Another work that resonated was an excerpt from a dance called Penumbra, choreographed by Ankita Sharma and performed by Sharma and Darryl Filmore. Penumbra is dark, very dark. I have sometimes teased Starr Foster, saying that her works are so dark, but I was referring to the lighting. Penumbra  is psychologically dark, and that’s an even more terrifying kind of dark. By definition, a penumbra is a region of shadow or partial illumination, resulting from an obstruction or partial obstruction.

This section of the artist’s evening-length work is called “Aftercare,” and the work explores the question, “What does it feel like to say the dark things that remain inside out loud?” Based on the dancers’ shared experiences with trauma, the two begin on opposite sides of a small table, somehow, remarkably, performing similar movements with strikingly different dynamics. The force and counterforce reminds me of the life and death encounters being negotiated by the old men convened around Kurt Jooss’ The Green Table but her it takes only two, not a dozen, to create this howling, apocalyptic effect!

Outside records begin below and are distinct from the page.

//! Privileged ancestor-chain method lookup
//!
//! The read path behind `find_method`: walk from the receiver's lookup
//! origin (singleton class first if one exists) up the superclass
//! chain. This entry point is privileged, so visibility is not
//! checked; private methods are found like any other. Cache fill is
//! the dispatch engine's policy, not this walk's.

use crate::method::Method;
use crate::module::ModuleId;
use crate::objects::ObjectId;
use crate::state::SharedState;
use crate::symbol::Symbol;
use std::sync::Arc;

/// Resolve `name` on `receiver`, walking the full ancestor chain.
///
/// Returns the method and the module whose table defined it, or `None`
/// if no ancestor binds the name.
pub fn find_method(
    state: &SharedState,
    receiver: ObjectId,
    name: Symbol,
) -> Option<(Arc<Method>, ModuleId)> {
    let mut current = Some(state.objects.lookup_origin(receiver));
    while let Some(module) = current {
        if let Some(entry) = state.graph.method(module, name) {
            return Some((entry.method.clone(), module));
        }
        current = state.graph.superclass(module);
    }
    None
}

When they arise from the floor, the gentler of the two seems to transform into the dominate, or abusive partner, and the sharper mover becomes fearful and guarded. A shift to demonic red lighting carries them away. Notably, this was the only group that did not take a bow – to do so would have broken the spell and diminished the power of this work.

I was glad I tarried long enough to see Sharma and Filmore emerge from backstage to greet their friends and audience members with smiles. It was relief to see they were able to drop the heavy personas they had adopted and leave them on the stage.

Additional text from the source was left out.